+++ Task material +++

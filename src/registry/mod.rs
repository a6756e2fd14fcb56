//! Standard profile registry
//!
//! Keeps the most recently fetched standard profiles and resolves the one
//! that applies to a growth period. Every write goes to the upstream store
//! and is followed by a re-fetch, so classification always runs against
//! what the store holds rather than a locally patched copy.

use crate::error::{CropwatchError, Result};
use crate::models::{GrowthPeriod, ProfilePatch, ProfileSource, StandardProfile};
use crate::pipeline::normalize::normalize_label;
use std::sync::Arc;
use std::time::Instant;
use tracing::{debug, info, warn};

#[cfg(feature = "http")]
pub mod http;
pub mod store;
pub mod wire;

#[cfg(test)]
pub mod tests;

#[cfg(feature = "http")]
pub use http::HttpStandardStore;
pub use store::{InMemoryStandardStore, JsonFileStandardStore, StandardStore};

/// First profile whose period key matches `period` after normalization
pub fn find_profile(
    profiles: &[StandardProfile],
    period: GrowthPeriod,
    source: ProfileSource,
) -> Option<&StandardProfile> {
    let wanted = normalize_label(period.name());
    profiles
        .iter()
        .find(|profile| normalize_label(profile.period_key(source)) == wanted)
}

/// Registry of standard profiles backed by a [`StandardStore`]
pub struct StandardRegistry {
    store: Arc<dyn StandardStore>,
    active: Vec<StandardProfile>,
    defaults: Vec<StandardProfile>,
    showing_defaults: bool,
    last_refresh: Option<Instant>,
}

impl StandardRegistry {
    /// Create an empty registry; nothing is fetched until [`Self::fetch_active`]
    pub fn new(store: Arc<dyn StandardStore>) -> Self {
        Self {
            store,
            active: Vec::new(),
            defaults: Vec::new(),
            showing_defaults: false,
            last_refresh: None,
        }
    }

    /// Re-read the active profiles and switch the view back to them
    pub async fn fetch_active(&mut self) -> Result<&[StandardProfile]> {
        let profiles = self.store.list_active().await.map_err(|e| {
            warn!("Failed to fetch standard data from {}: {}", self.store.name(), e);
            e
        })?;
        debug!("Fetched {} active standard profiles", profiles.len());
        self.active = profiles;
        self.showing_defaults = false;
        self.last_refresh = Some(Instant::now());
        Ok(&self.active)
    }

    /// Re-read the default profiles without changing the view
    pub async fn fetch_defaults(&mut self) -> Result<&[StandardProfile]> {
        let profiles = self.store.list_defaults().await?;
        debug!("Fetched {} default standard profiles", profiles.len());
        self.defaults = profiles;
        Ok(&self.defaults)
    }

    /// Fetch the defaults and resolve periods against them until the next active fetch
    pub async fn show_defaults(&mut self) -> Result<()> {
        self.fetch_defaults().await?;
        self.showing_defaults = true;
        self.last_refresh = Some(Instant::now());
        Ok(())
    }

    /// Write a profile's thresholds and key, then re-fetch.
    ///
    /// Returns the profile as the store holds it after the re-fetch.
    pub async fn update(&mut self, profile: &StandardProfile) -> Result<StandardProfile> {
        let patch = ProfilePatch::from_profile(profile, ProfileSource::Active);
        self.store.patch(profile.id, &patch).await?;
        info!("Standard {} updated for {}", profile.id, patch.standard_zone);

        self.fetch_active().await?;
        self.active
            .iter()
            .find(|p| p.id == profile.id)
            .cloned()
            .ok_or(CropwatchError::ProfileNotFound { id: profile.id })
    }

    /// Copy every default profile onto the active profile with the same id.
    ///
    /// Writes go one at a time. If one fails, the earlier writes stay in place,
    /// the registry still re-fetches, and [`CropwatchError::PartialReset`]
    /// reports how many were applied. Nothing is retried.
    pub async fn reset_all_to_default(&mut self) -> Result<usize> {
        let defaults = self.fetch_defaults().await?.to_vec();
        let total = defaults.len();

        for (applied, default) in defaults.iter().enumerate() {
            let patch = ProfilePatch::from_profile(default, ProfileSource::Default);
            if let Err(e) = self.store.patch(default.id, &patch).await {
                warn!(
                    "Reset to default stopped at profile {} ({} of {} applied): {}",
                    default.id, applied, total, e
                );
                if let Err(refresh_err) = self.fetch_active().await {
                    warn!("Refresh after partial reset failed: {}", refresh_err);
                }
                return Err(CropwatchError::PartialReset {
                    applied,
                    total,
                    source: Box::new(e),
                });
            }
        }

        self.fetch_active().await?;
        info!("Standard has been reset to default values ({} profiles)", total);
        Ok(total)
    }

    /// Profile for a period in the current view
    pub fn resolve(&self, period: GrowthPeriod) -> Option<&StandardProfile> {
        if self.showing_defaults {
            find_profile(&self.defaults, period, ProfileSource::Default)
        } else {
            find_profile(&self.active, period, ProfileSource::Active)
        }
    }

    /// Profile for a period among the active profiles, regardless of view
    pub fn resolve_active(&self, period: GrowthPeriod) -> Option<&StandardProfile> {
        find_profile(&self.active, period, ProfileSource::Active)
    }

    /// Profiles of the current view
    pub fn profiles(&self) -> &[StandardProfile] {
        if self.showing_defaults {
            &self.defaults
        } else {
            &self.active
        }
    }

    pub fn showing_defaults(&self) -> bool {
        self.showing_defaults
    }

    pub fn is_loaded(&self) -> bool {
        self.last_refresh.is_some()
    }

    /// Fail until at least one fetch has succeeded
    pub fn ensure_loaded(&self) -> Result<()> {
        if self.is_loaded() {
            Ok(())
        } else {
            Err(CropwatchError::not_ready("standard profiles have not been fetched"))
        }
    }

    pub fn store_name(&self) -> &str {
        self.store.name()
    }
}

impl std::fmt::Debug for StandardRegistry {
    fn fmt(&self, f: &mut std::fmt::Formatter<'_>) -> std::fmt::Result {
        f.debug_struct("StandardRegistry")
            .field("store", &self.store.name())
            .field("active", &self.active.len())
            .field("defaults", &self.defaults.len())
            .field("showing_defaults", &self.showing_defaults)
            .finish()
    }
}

+++

- What is required
Starting at the line that has "after partial reset" in the records above, restate word for word every line until the one that has "in the current view", and include that one as well.

- Reply to the task
                    warn!("Refresh after partial reset failed: {}", refresh_err);
                }
                return Err(CropwatchError::PartialReset {
                    applied,
                    total,
                    source: Box::new(e),
                });
            }
        }

        self.fetch_active().await?;
        info!("Standard has been reset to default values ({} profiles)", total);
        Ok(total)
    }

    /// Profile for a period in the current view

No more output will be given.